→ **Exercise prompt**
Work out how many lines below contain the word "false", then give that number alone.

--------

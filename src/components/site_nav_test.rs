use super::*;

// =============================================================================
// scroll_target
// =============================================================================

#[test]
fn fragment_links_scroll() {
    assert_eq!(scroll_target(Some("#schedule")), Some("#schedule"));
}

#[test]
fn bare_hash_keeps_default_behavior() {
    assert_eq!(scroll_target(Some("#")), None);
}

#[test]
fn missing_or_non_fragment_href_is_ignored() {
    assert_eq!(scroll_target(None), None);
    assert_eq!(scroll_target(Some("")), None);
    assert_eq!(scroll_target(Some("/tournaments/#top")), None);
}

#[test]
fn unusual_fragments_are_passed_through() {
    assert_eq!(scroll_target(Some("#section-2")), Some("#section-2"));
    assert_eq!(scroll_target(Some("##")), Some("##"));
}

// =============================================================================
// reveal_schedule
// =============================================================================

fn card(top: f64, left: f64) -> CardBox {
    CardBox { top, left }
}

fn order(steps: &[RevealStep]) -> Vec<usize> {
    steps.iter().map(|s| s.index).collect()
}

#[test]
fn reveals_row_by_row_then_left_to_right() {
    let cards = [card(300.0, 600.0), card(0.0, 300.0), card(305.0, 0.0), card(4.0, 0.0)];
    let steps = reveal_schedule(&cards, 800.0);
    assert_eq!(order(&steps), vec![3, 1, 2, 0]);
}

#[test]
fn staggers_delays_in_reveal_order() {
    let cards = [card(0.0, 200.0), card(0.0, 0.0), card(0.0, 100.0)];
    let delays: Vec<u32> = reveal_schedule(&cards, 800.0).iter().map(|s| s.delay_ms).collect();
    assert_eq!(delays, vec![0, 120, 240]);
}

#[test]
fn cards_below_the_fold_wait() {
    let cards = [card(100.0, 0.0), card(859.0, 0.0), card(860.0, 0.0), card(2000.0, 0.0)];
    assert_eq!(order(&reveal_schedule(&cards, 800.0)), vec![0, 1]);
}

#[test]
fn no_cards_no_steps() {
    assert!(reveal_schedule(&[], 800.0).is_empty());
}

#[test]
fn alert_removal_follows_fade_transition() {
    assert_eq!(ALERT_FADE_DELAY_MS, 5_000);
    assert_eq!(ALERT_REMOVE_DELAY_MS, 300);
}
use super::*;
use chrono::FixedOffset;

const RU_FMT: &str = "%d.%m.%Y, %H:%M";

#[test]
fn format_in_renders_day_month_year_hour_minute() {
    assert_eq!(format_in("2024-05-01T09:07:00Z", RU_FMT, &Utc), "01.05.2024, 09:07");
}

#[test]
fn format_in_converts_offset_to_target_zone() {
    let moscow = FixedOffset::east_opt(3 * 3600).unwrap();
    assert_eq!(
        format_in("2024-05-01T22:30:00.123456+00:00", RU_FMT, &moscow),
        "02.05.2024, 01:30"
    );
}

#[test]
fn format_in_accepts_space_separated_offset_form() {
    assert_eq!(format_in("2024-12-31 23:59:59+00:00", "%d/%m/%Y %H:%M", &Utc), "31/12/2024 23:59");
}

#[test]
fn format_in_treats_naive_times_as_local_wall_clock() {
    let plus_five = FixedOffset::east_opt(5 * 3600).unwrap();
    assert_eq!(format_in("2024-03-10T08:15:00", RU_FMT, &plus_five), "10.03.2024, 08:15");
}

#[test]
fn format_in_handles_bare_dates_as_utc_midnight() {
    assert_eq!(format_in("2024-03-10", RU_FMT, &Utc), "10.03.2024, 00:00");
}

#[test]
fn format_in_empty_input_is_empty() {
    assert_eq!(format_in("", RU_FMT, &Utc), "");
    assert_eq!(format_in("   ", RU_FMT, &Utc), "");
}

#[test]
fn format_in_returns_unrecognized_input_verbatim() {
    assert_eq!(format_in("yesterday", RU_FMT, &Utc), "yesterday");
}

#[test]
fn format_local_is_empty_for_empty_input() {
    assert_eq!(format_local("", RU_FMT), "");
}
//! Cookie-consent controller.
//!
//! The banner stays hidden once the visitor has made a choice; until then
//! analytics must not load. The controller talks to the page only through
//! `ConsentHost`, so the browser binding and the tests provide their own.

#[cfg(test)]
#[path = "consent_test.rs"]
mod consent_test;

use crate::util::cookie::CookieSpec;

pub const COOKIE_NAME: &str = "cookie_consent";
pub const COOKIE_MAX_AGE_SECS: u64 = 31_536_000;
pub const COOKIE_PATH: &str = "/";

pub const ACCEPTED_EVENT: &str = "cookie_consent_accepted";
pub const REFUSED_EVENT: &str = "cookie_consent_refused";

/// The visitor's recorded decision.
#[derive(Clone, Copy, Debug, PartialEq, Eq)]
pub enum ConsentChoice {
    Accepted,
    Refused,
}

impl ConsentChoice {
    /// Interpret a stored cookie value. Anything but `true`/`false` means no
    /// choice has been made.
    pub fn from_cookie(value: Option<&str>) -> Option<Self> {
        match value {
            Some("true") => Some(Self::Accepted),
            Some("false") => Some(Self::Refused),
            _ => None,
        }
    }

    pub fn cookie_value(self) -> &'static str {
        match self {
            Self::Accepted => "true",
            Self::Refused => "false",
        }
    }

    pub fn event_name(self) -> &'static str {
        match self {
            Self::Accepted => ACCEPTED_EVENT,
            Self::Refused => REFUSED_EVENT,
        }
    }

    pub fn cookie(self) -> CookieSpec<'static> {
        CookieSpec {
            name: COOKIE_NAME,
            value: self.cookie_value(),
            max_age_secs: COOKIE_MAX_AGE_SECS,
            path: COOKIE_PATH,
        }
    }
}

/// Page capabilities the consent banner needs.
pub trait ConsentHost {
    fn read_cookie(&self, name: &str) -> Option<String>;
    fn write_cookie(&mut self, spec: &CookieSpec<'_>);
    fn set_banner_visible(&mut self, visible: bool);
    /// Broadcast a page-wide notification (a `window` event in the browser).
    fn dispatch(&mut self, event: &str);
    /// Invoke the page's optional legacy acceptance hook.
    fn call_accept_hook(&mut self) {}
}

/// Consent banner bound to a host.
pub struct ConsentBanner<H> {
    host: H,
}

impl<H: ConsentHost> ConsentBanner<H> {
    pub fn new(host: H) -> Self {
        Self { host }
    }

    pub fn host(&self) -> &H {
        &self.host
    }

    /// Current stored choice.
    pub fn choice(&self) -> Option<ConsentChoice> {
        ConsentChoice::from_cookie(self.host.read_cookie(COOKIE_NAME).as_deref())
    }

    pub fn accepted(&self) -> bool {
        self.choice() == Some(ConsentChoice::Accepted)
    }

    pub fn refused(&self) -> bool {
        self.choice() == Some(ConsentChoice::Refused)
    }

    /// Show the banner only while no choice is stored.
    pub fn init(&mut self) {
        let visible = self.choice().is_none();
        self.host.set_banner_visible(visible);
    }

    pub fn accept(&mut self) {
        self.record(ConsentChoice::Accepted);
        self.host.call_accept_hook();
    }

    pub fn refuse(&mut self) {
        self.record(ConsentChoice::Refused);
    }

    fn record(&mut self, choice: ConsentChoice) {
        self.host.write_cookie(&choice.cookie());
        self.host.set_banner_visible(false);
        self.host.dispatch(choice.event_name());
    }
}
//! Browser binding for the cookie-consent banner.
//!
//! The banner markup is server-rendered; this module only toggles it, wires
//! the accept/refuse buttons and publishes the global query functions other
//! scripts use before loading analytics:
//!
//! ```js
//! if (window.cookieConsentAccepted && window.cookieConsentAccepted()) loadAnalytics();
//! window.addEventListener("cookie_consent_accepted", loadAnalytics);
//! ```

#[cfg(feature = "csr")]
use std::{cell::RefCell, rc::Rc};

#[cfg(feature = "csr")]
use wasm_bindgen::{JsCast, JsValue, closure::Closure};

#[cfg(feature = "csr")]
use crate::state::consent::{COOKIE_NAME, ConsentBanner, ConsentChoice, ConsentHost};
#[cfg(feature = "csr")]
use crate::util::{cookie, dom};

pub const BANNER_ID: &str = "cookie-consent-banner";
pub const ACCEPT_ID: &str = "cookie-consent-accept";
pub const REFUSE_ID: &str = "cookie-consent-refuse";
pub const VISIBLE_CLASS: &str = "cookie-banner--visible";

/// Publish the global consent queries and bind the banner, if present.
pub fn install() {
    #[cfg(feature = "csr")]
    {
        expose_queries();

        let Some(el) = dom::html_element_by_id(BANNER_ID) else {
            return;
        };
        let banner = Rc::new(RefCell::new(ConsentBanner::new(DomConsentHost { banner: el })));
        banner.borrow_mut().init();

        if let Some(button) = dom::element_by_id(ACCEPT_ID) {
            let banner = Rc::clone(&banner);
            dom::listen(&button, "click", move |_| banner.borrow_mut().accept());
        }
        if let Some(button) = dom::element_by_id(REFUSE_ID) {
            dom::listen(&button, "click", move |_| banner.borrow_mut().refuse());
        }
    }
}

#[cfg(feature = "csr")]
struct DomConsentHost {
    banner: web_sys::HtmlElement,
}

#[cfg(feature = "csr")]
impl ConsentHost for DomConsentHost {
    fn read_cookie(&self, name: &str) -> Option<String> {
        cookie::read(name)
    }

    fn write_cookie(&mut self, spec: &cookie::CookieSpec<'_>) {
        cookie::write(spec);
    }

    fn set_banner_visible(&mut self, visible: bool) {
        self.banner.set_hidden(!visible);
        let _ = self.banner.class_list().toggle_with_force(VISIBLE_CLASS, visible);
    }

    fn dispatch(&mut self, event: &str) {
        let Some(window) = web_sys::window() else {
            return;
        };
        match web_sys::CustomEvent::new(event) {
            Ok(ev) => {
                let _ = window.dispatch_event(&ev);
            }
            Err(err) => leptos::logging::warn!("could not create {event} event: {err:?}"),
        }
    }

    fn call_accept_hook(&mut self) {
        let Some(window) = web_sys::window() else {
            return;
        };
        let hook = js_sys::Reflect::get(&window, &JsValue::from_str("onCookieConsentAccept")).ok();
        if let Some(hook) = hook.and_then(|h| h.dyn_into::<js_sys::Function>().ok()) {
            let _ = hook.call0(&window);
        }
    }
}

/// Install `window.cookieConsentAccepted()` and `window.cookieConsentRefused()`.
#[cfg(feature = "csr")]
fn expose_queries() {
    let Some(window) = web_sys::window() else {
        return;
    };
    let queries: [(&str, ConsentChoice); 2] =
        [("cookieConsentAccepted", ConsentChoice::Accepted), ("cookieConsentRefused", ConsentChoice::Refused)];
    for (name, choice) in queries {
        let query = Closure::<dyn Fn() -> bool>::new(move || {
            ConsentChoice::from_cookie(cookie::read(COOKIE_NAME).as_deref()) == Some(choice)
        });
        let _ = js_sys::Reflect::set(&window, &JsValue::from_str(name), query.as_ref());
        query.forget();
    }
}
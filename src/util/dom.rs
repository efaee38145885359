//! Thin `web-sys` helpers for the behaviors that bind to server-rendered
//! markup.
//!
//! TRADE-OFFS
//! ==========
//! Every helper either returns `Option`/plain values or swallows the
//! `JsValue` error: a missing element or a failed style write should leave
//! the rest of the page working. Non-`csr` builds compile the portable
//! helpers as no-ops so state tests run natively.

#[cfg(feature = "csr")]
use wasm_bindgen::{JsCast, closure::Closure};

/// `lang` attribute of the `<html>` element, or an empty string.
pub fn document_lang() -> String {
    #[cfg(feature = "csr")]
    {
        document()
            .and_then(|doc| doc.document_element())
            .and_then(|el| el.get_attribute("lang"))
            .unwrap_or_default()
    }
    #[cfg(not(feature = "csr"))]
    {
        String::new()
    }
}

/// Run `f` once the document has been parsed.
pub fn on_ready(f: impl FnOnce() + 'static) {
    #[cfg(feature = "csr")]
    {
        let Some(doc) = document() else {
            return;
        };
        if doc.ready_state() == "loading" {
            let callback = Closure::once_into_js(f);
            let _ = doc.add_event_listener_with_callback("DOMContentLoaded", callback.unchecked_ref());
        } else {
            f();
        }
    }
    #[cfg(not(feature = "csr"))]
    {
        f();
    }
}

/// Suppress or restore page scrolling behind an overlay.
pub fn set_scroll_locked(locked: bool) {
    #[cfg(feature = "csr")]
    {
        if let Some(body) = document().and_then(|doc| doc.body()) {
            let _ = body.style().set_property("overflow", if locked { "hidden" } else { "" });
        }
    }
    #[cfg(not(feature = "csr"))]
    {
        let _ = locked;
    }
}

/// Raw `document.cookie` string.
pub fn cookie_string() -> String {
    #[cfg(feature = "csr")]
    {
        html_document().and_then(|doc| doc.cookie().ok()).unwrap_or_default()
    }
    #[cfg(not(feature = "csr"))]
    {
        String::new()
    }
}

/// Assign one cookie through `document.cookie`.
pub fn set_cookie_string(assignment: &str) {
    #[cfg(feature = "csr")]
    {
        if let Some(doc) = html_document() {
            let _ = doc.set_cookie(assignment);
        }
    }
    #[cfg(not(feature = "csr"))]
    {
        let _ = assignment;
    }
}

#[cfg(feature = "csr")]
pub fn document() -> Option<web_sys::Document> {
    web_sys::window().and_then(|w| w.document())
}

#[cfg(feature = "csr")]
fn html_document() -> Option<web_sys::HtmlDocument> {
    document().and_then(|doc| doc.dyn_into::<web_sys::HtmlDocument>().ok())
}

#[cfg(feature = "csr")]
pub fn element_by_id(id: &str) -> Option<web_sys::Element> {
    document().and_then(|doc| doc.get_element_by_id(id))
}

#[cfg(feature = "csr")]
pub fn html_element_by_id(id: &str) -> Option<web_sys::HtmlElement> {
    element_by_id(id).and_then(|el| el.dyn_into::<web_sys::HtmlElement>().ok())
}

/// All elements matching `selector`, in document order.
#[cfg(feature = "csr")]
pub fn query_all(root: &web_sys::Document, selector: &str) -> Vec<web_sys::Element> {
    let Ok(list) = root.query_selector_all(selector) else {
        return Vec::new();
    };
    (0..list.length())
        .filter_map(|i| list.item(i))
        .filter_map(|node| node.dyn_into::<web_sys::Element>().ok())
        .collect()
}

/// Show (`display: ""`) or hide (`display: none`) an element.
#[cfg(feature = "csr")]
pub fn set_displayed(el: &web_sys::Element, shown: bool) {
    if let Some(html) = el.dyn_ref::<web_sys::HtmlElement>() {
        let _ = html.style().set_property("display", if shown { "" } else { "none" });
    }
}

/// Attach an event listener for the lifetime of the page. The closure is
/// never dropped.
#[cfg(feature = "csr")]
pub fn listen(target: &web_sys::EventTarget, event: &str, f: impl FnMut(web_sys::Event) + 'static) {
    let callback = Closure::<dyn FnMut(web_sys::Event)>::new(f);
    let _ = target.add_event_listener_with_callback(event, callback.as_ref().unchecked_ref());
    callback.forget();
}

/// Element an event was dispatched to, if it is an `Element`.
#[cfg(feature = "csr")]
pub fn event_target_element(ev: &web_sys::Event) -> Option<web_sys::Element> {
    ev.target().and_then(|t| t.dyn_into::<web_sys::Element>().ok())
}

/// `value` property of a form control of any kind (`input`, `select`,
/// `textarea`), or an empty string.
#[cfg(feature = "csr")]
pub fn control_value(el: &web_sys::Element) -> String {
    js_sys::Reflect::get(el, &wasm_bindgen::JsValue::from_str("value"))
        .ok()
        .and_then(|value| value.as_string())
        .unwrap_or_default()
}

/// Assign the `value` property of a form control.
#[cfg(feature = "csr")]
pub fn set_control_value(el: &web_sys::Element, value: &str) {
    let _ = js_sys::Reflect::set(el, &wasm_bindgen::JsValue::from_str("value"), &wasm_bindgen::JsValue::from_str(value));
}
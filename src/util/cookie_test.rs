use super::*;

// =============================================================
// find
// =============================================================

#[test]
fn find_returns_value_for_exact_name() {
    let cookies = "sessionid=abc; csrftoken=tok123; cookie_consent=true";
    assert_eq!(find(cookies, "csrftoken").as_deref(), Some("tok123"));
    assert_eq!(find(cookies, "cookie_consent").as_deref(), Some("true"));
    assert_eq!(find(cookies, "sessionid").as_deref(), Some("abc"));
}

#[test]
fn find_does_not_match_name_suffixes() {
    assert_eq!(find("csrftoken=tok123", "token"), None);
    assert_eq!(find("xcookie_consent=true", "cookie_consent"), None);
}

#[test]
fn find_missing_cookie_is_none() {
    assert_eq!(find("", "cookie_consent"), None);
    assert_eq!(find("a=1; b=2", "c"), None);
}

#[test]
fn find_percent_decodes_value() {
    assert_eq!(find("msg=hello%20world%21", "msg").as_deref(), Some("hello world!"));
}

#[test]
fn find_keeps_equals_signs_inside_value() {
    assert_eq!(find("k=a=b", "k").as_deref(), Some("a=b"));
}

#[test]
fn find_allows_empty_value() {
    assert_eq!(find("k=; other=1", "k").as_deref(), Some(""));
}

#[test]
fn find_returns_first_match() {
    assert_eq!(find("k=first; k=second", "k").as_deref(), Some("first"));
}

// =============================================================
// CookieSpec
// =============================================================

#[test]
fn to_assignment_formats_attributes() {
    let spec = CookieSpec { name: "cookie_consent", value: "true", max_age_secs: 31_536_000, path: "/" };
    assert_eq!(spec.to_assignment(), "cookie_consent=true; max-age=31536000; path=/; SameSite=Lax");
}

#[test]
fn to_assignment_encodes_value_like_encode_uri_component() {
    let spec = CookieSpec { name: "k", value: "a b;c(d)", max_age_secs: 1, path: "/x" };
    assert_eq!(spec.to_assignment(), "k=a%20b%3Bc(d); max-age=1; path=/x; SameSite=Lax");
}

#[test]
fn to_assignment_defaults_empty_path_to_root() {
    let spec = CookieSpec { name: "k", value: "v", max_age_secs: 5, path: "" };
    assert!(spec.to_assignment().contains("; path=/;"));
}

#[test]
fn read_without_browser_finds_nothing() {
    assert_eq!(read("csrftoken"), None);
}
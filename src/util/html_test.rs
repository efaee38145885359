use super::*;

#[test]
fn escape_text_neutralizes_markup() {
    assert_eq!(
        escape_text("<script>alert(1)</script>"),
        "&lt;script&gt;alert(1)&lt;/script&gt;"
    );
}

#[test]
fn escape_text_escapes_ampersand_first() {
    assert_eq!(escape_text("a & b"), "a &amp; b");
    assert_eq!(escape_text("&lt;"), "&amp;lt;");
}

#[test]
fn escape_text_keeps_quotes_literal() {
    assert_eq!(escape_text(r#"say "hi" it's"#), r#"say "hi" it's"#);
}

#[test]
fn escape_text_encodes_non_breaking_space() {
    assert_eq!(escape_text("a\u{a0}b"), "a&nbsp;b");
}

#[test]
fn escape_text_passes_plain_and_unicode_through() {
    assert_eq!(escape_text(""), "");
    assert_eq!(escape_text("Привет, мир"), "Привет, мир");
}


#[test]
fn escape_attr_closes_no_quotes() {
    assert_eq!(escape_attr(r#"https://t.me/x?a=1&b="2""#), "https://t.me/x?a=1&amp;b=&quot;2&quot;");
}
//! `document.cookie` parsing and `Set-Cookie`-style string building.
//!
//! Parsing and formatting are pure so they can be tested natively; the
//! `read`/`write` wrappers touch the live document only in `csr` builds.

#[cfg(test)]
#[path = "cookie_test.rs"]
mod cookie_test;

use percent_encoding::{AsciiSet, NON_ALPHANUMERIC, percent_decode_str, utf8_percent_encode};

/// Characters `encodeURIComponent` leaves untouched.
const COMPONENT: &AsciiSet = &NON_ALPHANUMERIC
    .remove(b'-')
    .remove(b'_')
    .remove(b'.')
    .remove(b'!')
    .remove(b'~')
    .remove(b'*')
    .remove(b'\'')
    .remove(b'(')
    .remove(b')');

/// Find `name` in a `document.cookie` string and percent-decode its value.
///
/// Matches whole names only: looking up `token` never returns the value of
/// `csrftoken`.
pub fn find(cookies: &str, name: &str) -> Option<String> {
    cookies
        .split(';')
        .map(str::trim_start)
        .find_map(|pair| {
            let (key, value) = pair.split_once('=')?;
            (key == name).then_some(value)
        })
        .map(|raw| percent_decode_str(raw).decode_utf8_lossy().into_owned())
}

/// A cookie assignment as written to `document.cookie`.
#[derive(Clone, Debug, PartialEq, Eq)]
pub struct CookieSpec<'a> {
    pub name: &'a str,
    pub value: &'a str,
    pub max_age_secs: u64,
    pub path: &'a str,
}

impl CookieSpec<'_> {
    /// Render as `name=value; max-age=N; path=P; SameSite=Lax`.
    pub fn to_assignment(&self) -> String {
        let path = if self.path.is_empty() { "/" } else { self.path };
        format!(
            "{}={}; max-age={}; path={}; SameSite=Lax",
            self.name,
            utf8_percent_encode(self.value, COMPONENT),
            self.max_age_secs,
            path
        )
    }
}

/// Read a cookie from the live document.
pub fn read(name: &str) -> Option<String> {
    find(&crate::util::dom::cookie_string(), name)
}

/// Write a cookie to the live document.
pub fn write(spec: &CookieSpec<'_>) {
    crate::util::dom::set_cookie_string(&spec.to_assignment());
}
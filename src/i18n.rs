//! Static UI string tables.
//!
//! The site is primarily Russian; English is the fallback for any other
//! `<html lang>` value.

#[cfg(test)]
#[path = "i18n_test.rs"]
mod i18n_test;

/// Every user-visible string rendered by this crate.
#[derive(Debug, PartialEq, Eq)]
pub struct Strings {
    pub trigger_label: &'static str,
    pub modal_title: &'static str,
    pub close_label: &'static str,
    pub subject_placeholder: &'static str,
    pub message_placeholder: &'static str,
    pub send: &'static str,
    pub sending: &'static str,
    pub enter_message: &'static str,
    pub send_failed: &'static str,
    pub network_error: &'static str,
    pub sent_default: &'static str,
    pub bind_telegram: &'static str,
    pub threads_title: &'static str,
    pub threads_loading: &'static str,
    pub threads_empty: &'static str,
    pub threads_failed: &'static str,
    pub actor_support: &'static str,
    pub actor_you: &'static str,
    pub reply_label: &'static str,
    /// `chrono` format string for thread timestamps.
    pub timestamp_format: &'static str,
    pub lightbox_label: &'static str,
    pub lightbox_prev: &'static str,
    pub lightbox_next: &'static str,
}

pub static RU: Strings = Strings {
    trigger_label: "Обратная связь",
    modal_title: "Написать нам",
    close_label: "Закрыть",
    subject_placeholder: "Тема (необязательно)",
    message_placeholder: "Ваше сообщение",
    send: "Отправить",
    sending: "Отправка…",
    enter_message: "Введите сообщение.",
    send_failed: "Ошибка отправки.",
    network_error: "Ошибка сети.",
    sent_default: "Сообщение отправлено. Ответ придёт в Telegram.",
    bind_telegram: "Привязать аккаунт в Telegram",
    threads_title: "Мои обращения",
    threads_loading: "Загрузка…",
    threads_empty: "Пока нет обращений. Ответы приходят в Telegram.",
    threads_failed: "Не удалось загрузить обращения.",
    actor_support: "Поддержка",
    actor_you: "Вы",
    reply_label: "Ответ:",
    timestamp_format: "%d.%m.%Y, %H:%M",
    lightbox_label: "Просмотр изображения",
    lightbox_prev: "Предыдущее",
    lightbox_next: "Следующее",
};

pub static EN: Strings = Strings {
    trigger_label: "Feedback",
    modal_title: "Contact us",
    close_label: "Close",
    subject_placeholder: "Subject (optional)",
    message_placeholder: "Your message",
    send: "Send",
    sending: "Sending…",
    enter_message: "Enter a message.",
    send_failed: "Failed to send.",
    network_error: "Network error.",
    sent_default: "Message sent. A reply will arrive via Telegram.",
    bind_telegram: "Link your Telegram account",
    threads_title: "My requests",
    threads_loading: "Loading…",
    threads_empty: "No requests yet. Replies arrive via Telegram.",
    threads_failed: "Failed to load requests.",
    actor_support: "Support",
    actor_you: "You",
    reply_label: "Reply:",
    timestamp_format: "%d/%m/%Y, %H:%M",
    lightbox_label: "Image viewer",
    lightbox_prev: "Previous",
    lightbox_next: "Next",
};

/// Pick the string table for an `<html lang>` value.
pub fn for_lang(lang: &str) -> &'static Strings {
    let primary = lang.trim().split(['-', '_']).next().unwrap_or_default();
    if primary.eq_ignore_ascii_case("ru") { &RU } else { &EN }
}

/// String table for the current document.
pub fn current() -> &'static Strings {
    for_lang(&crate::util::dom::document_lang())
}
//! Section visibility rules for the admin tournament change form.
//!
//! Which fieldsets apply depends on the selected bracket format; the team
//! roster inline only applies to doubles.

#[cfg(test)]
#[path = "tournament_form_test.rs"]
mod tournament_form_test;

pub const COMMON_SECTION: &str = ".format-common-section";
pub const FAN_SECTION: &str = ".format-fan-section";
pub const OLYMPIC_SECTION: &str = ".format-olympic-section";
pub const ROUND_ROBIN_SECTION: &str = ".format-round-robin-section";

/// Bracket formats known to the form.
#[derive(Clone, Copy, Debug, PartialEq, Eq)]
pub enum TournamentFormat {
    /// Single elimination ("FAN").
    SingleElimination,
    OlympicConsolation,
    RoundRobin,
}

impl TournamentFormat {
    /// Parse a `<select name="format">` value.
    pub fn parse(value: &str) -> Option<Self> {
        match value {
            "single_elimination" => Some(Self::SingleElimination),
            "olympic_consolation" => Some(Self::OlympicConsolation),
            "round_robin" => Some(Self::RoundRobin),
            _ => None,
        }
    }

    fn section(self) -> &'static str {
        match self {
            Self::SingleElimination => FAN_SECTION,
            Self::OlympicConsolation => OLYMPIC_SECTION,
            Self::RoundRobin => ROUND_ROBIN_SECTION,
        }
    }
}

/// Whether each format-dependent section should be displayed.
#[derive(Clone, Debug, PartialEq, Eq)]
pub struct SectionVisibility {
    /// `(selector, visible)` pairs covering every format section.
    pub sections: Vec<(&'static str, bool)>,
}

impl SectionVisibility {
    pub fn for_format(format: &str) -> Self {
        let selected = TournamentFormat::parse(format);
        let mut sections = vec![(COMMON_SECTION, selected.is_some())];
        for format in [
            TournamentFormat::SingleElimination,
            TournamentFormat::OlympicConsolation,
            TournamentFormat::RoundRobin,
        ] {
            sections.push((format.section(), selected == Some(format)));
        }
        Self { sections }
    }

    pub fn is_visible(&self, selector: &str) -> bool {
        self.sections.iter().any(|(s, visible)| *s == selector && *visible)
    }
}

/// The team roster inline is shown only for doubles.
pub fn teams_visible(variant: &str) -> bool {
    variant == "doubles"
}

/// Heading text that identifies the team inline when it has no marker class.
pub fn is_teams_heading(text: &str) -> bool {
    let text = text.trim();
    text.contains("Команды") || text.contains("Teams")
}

--------

→ **Solution to this exercise**
4